Tal vez el ambiente había sido un poco demasiado sombrío en el camino, así que Fatty Fang quiso aliviar la incomodidad entre Lei Hu y yo, así que sonrió deliberadamente y dijo: "Tío Lei, ¿cuántas veces has estado en Canadá?".

Lei Hu reflexionó un momento, luego sonrió, pero había un dejo de desolación en su sonrisa. Dijo en voz baja: "Je... Ya no lo recuerdo... Y Vancouver ahora... bueno, las cosas han cambiado... han cambiado tanto..."

Al oír esas palabras, me burlé para mis adentros, pero permanecí en silencio.

Las cosas han cambiado... Hmph, no hace falta preguntar, la frase "la gente ha cambiado" va dirigida a mí.

El coche llegó al taller, que estaba abierto hoy, y metimos ambos coches en el taller.

Entonces, Lei Hu sugirió que primero fueran a la sala de duelo para presentar sus respetos al Octavo Maestro y a los demás, una petición que, naturalmente, no pude rechazar. Ya había hecho los preparativos; casi todos en el taller de reparaciones, excepto los guardias de la puerta, se habían reunido en la sala de duelo.

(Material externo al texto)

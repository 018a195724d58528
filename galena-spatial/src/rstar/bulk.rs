//! Bulk-load partitioning.

use itertools::Itertools;

use crate::entry::SpatialEntry;
use crate::errors::SpatialResult;

/// Partitions a batch of entries into node-sized groups, bypassing
/// one-at-a-time insertion.
///
/// Every returned partition must satisfy `min_entries <= size <=
/// max_entries`, except possibly one remainder partition. The
/// partitioning must be deterministic: identical input and strategy
/// produce identical partitions.
pub trait BulkLoadStrategy: Send + Sync {
    fn partition(
        &self,
        entries: Vec<SpatialEntry>,
        min_entries: usize,
        max_entries: usize,
    ) -> SpatialResult<Vec<Vec<SpatialEntry>>>;
}

/// Sort-tile-recursive partitioning.
///
/// Entries are sorted by centroid along the first axis, sliced into
/// strips, and each strip recursively tiled along the next axis;
/// the final axis emits balanced node-sized chunks. All sorts break
/// coordinate ties by entry key, so the result depends only on the
/// input set.
#[derive(Debug, Clone, Copy, Default)]
pub struct SortTileRecursive;

impl BulkLoadStrategy for SortTileRecursive {
    fn partition(
        &self,
        entries: Vec<SpatialEntry>,
        min_entries: usize,
        max_entries: usize,
    ) -> SpatialResult<Vec<Vec<SpatialEntry>>> {
        if entries.is_empty() {
            return Ok(Vec::new());
        }
        let dims = entries[0].dimensionality()?;
        let items: Vec<(Vec<f64>, SpatialEntry)> = entries
            .into_iter()
            .map(|e| Ok((e.center()?, e)))
            .collect::<SpatialResult<_>>()?;

        let mut partitions = Vec::new();
        tile(items, 0, dims, max_entries, &mut partitions);

        let undersized = partitions.iter().filter(|p| p.len() < min_entries).count();
        if undersized > 1 {
            log::debug!(
                "sort-tile-recursive produced {} partitions below the minimum fill of {}",
                undersized,
                min_entries
            );
        }
        Ok(partitions)
    }
}

fn tile(
    mut items: Vec<(Vec<f64>, SpatialEntry)>,
    axis: usize,
    dims: usize,
    max_entries: usize,
    out: &mut Vec<Vec<SpatialEntry>>,
) {
    let n = items.len();
    if n <= max_entries {
        out.push(items.into_iter().map(|(_, e)| e).collect_vec());
        return;
    }

    let pages = n.div_ceil(max_entries);
    items.sort_by(|a, b| {
        a.0[axis]
            .total_cmp(&b.0[axis])
            .then_with(|| a.1.sort_key().cmp(&b.1.sort_key()))
    });

    if axis + 1 >= dims {
        for chunk in chunk_balanced(items, pages) {
            out.push(chunk.into_iter().map(|(_, e)| e).collect_vec());
        }
        return;
    }

    let remaining = (dims - axis) as f64;
    let strips = (pages as f64).powf(1.0 / remaining).ceil() as usize;
    for strip in chunk_balanced(items, strips) {
        tile(strip, axis + 1, dims, max_entries, out);
    }
}

/// Splits `items` into `parts` groups whose sizes differ by at most
/// one, preserving order.
fn chunk_balanced<T>(items: Vec<T>, parts: usize) -> Vec<Vec<T>> {
    let n = items.len();
    let parts = parts.clamp(1, n.max(1));
    let base = n / parts;
    let remainder = n % parts;

    let mut chunks = Vec::with_capacity(parts);
    let mut iter = items.into_iter();
    for p in 0..parts {
        let size = base + usize::from(p < remainder);
        chunks.push(iter.by_ref().take(size).collect_vec());
    }
    chunks
}
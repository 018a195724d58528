//! Stable object identity.

use serde::{Deserialize, Serialize};
use std::fmt::{Display, Formatter};

/// An opaque, stable identity for an object in a relation.
///
/// `ObjectId` is totally ordered and hashable; equality is always by
/// value. The query and index layers never interpret the inner value,
/// they only compare and hash it. Ties between equal distances are
/// broken by id order, which is what makes query results
/// deterministic.
#[derive(
    Debug, Clone, Copy, PartialEq, Eq, PartialOrd, Ord, Hash, Serialize, Deserialize, Default,
)]
pub struct ObjectId(u64);

impl ObjectId {
    /// Creates an id from a raw value.
    pub fn new(value: u64) -> Self {
        ObjectId(value)
    }

    /// Returns the raw value of this id.
    pub fn value(&self) -> u64 {
        self.0
    }
}

impl From<u64> for ObjectId {
    fn from(value: u64) -> Self {
        ObjectId(value)
    }
}

impl Display for ObjectId {
    fn fmt(&self, f: &mut Formatter<'_>) -> std::fmt::Result {
        write!(f, "{}", self.0)
    }
}
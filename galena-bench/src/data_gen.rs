//! Data generators for benchmarks.

use std::sync::Arc;

use galena::id::ObjectId;
use galena::relation::VectorRelation;
use rand::rngs::StdRng;
use rand::{Rng, SeedableRng};

/// Uniform points in a 1000 x 1000 grid, deterministic per seed.
pub fn generate_points(count: usize, dims: usize, seed: u64) -> Vec<(ObjectId, Vec<f64>)> {
    let mut rng = StdRng::seed_from_u64(seed);
    (0..count)
        .map(|i| {
            let coords = (0..dims).map(|_| rng.gen_range(0.0..1000.0)).collect();
            (ObjectId::from(i as u64), coords)
        })
        .collect()
}

pub fn generate_relation(count: usize, dims: usize, seed: u64) -> Arc<VectorRelation> {
    let points = generate_points(count, dims, seed);
    Arc::new(VectorRelation::from_pairs(points).expect("generated points are well-formed"))
}
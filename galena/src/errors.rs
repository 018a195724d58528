//! Error taxonomy for the Galena toolkit.
//!
//! All fallible operations in the core crate return [`GalenaResult`].
//! Query-parameter problems are reported before any traversal starts;
//! an empty relation is never an error, only an empty result.

use thiserror::Error;

use crate::id::ObjectId;

/// Errors that can occur in toolkit operations.
#[derive(Debug, Clone, PartialEq, Error)]
pub enum GalenaError {
    /// A construction-time parameter is out of its valid range.
    #[error("configuration error: {0}")]
    Configuration(String),

    /// Two vectors of differing dimensionality were compared.
    #[error("dimension mismatch: expected {expected} dimensions, got {actual}")]
    DimensionMismatch { expected: usize, actual: usize },

    /// The operation is not supported by this component.
    #[error("unsupported operation: {0}")]
    Unsupported(String),

    /// A query parameter is invalid (e.g. k = 0, negative radius).
    #[error("invalid query parameter: {0}")]
    InvalidQuery(String),

    /// The object id is not present in the relation.
    #[error("object {0} not found in relation")]
    NotFound(ObjectId),

    /// A bulk query was cancelled cooperatively; no partial results.
    #[error("operation cancelled")]
    Cancelled,
}

/// Result type for toolkit operations.
pub type GalenaResult<T> = Result<T, GalenaError>;
//! Query benchmarks: linear scan vs branch-and-bound tree search.

use std::sync::Arc;

use criterion::{black_box, criterion_group, criterion_main, BenchmarkId, Criterion};
use galena::distance::EuclideanDistance;
use galena::relation::Relation;
use galena_bench::data_gen::{generate_points, generate_relation};
use galena_spatial::{
    Insertable, KnnCapable, LinearScan, RStarTree, RStarTreeConfig, RangeCapable, RknnCapable,
};

fn build_tree(relation: Arc<galena::relation::VectorRelation>) -> RStarTree {
    let tree = RStarTree::new(relation.clone(), RStarTreeConfig::default()).unwrap();
    tree.bulk_load(&relation.ids()).unwrap();
    tree
}

fn bench_knn(c: &mut Criterion) {
    let mut group = c.benchmark_group("Query/KNN k=10");

    for size in [1_000, 10_000].iter() {
        let relation = generate_relation(*size, 2, 3);
        let tree = build_tree(relation.clone());
        let scan = LinearScan::new(relation.clone(), Arc::new(EuclideanDistance));
        let queries = generate_points(100, 2, 4);

        group.bench_with_input(BenchmarkId::new("linear", size), &queries, |b, queries| {
            b.iter(|| {
                for (_, query) in queries {
                    black_box(scan.knn_query(query, 10).unwrap());
                }
            });
        });

        group.bench_with_input(BenchmarkId::new("rstar", size), &queries, |b, queries| {
            b.iter(|| {
                for (_, query) in queries {
                    black_box(tree.knn_query(query, 10).unwrap());
                }
            });
        });
    }

    group.finish();
}

fn bench_range(c: &mut Criterion) {
    let mut group = c.benchmark_group("Query/Range r=25");

    for size in [1_000, 10_000].iter() {
        let relation = generate_relation(*size, 2, 5);
        let tree = build_tree(relation.clone());
        let scan = LinearScan::new(relation.clone(), Arc::new(EuclideanDistance));
        let queries = generate_points(100, 2, 6);

        group.bench_with_input(BenchmarkId::new("linear", size), &queries, |b, queries| {
            b.iter(|| {
                for (_, query) in queries {
                    black_box(scan.range_query(query, 25.0).unwrap());
                }
            });
        });

        group.bench_with_input(BenchmarkId::new("rstar", size), &queries, |b, queries| {
            b.iter(|| {
                for (_, query) in queries {
                    black_box(tree.range_query(query, 25.0).unwrap());
                }
            });
        });
    }

    group.finish();
}

fn bench_bulk_rknn(c: &mut Criterion) {
    let mut group = c.benchmark_group("Query/Bulk RKNN k=5");
    group.sample_size(10);

    let relation = generate_relation(1_000, 2, 7);
    let tree = build_tree(relation.clone());
    let scan = LinearScan::new(relation.clone(), Arc::new(EuclideanDistance));
    let queries: Vec<_> = relation.ids().into_iter().take(50).collect();

    group.bench_function("linear", |b| {
        b.iter(|| black_box(scan.bulk_rknn_query(&queries, 5, None).unwrap()));
    });
    group.bench_function("rstar", |b| {
        b.iter(|| black_box(tree.bulk_rknn_query(&queries, 5, None).unwrap()));
    });

    group.finish();
}

criterion_group!(benches, bench_knn, bench_range, bench_bulk_rknn);
criterion_main!(benches);
//! Integration test support for the Galena toolkit.

pub mod test_util;
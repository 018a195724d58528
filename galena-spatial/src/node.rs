//! Tree nodes and the node storage contract.

use parking_lot::RwLock;
use serde::{Deserialize, Serialize};
use std::collections::HashMap;
use std::sync::atomic::{AtomicU64, Ordering};

use crate::bounding_box::BoundingBox;
use crate::entry::SpatialEntry;
use crate::errors::{SpatialError, SpatialResult};

/// Identifier of a node within a store. Entries reference children by
/// id, never by direct ownership, so node storage stays a swappable
/// collaborator.
pub type NodeId = u64;

/// Root-to-node path as `(node id, entry index)` pairs; its length is
/// the depth of the node below the root.
pub type TreePath = Vec<(NodeId, usize)>;

/// A fixed-capacity tree node.
///
/// `level` counts from the leaves: leaf nodes are level 0, their
/// parents level 1, and so on. Capacity bounds (`min_entries <= len
/// <= max_entries` for non-root nodes) are enforced by the tree, not
/// by the node itself.
#[derive(Debug, Clone, PartialEq, Serialize, Deserialize)]
pub struct Node {
    pub level: u32,
    pub entries: Vec<SpatialEntry>,
}

impl Node {
    pub fn new(level: u32) -> Self {
        Node {
            level,
            entries: Vec::new(),
        }
    }

    pub fn is_leaf(&self) -> bool {
        self.level == 0
    }

    pub fn len(&self) -> usize {
        self.entries.len()
    }

    pub fn is_empty(&self) -> bool {
        self.entries.is_empty()
    }

    /// Bounding box enclosing all entries of this node.
    pub fn mbr(&self) -> SpatialResult<BoundingBox> {
        let mut iter = self.entries.iter();
        let first = iter
            .next()
            .ok_or_else(|| SpatialError::InvalidState("empty node has no bounding box".into()))?;
        let mut mbr = first.mbr()?;
        for entry in iter {
            mbr.extend(&entry.mbr()?);
        }
        Ok(mbr)
    }
}

/// Narrow id-to-node lookup contract behind the tree.
///
/// The tree never assumes anything about where nodes live; a store
/// could page to disk, cache, or share nodes. The in-memory store
/// below is the only implementation shipped here.
pub trait NodeStore: Send + Sync {
    /// Reads the node stored under `id`.
    fn read(&self, id: NodeId) -> SpatialResult<Node>;

    /// Writes (or replaces) the node stored under `id`.
    fn write(&self, id: NodeId, node: Node) -> SpatialResult<()>;

    /// Allocates a fresh node id.
    fn allocate(&self) -> NodeId;

    /// Number of stored nodes.
    fn len(&self) -> usize;

    fn is_empty(&self) -> bool {
        self.len() == 0
    }
}

/// In-memory node store.
#[derive(Debug, Default)]
pub struct MemoryNodeStore {
    nodes: RwLock<HashMap<NodeId, Node>>,
    next_id: AtomicU64,
}

impl MemoryNodeStore {
    pub fn new() -> Self {
        MemoryNodeStore {
            nodes: RwLock::new(HashMap::new()),
            next_id: AtomicU64::new(1),
        }
    }
}

impl NodeStore for MemoryNodeStore {
    fn read(&self, id: NodeId) -> SpatialResult<Node> {
        self.nodes
            .read()
            .get(&id)
            .cloned()
            .ok_or_else(|| SpatialError::InvalidState(format!("node {} does not exist", id)))
    }

    fn write(&self, id: NodeId, node: Node) -> SpatialResult<()> {
        self.nodes.write().insert(id, node);
        Ok(())
    }

    fn allocate(&self) -> NodeId {
        self.next_id.fetch_add(1, Ordering::Relaxed)
    }

    fn len(&self) -> usize {
        self.nodes.read().len()
    }
}
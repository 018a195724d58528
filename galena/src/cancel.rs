//! Cooperative cancellation for long-running bulk queries.

use std::sync::atomic::{AtomicBool, Ordering};
use std::sync::Arc;

/// A clonable cancellation flag.
///
/// Bulk query engines check the token between query iterations; a
/// cancelled run returns [`crate::errors::GalenaError::Cancelled`]
/// and discards everything computed so far — all-or-nothing.
#[derive(Debug, Clone, Default)]
pub struct CancellationToken {
    cancelled: Arc<AtomicBool>,
}

impl CancellationToken {
    pub fn new() -> Self {
        Self::default()
    }

    /// Requests cancellation. Idempotent.
    pub fn cancel(&self) {
        self.cancelled.store(true, Ordering::Relaxed);
    }

    pub fn is_cancelled(&self) -> bool {
        self.cancelled.load(Ordering::Relaxed)
    }
}

#[cfg(test)]
mod tests {
    use super::*;

    #[test]
    fn test_cancel_is_visible_through_clones() {
        let token = CancellationToken::new();
        let observer = token.clone();
        assert!(!observer.is_cancelled());
        token.cancel();
        assert!(observer.is_cancelled());
        token.cancel();
        assert!(observer.is_cancelled());
    }
}
//! The R*-tree.
//!
//! Insertion descends by least enlargement, adjusts ancestor boxes on
//! the way back, and resolves overflows through the configured
//! treatment: forced reinsertion (at most once per level per insert)
//! or a split that may cascade to the root and grow the tree by one
//! level. Queries run branch-and-bound over the same structure.

use parking_lot::RwLock;
use std::collections::{BinaryHeap, HashSet};
use std::sync::atomic::{AtomicU64, Ordering};
use std::sync::Arc;

use galena::cancel::CancellationToken;
use galena::distance::{DistanceResultPair, EuclideanDistance};
use galena::errors::{GalenaError, GalenaResult};
use galena::id::ObjectId;
use galena::relation::Relation;

use crate::bounding_box::BoundingBox;
use crate::config::RStarTreeConfig;
use crate::entry::SpatialEntry;
use crate::errors::{SpatialError, SpatialResult};
use crate::node::{MemoryNodeStore, Node, NodeId, NodeStore, TreePath};
use crate::query::priority::{KnnCollector, SearchCandidate};
use crate::query::rknn::{check_cancel, classify_reverse_neighbors, kth_distance_table};
use crate::query::{
    validate_k, validate_query_dims, validate_radius, Insertable, KnnCapable, RangeCapable,
    RknnCapable, SpatialDistance,
};
use crate::rstar::bulk::{BulkLoadStrategy, SortTileRecursive};
use crate::rstar::overflow::{LimitedReinsertOverflow, OverflowTreatment, ReinsertLevels};
use crate::rstar::split::split_entries;

/// Mutable tree metadata, the in-memory counterpart of a file header.
#[derive(Debug, Clone, Default)]
struct TreeMeta {
    root: Option<NodeId>,
    height: u32,
    entry_count: u64,
    dimensionality: Option<usize>,
    bulk_built: bool,
}

/// Operation counters.
#[derive(Debug, Default)]
struct TreeCounters {
    splits: AtomicU64,
    reinsertions: AtomicU64,
    reinserted_entries: AtomicU64,
}

/// A snapshot of tree statistics.
#[derive(Debug, Clone, Default)]
pub struct TreeStats {
    pub total_entries: u64,
    pub tree_height: u32,
    pub node_count: usize,
    /// Number of node splits performed.
    pub splits: u64,
    /// Number of forced-reinsertion events.
    pub reinsertions: u64,
    /// Number of entries evicted and reinserted across all events.
    pub reinserted_entries: u64,
}

/// An R*-tree over a relation.
///
/// The tree owns its nodes through a [`NodeStore`] and references
/// objects by id; coordinates are copied from the relation at insert
/// time. Mutation is single-threaded and non-reentrant: one external
/// `insert` runs to completion before the next.
pub struct RStarTree {
    relation: Arc<dyn Relation>,
    config: RStarTreeConfig,
    distance: Arc<dyn SpatialDistance>,
    overflow: Arc<dyn OverflowTreatment>,
    bulk_strategy: Arc<dyn BulkLoadStrategy>,
    store: Arc<dyn NodeStore>,
    meta: RwLock<TreeMeta>,
    counters: TreeCounters,
}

En la sala de duelo, Lei Hu primero tomó tres varitas de incienso de mi mano, las encendió y se inclinó ante la lápida conmemorativa del Octavo Maestro...

En la plataforma, las lápidas conmemorativas del Octavo Maestro, el Viejo Huang y todos los hermanos que habían fallecido recientemente estaban dispuestas en forma de abanico, con la lápida del Octavo Maestro colocada, naturalmente, en la posición más destacada, justo al frente y en el centro.

Después de que Lei Hu terminó sus oraciones, tosió repentinamente y luego dijo en voz alta: "¡Fang Ba, Fang Ba! ¡Tus viejos hermanos han venido a verte! ¡En el cielo, vigila atentamente, y tus hermanos seguramente te harán justicia y te vengarán!"

Tras terminar de hablar, hizo otra reverencia y colocó las varitas de incienso en el incensario con ambas manos.

Me quedé a un lado, con el rostro inexpresivo, pero los músculos de las comisuras de mis ojos se contrajeron ligeramente...

Oye... este tipo no parece amigable.

Olvídate de los espíritus en el cielo. ¡Abre los ojos y mira! ¡Exige justicia! ¡Busca venganza!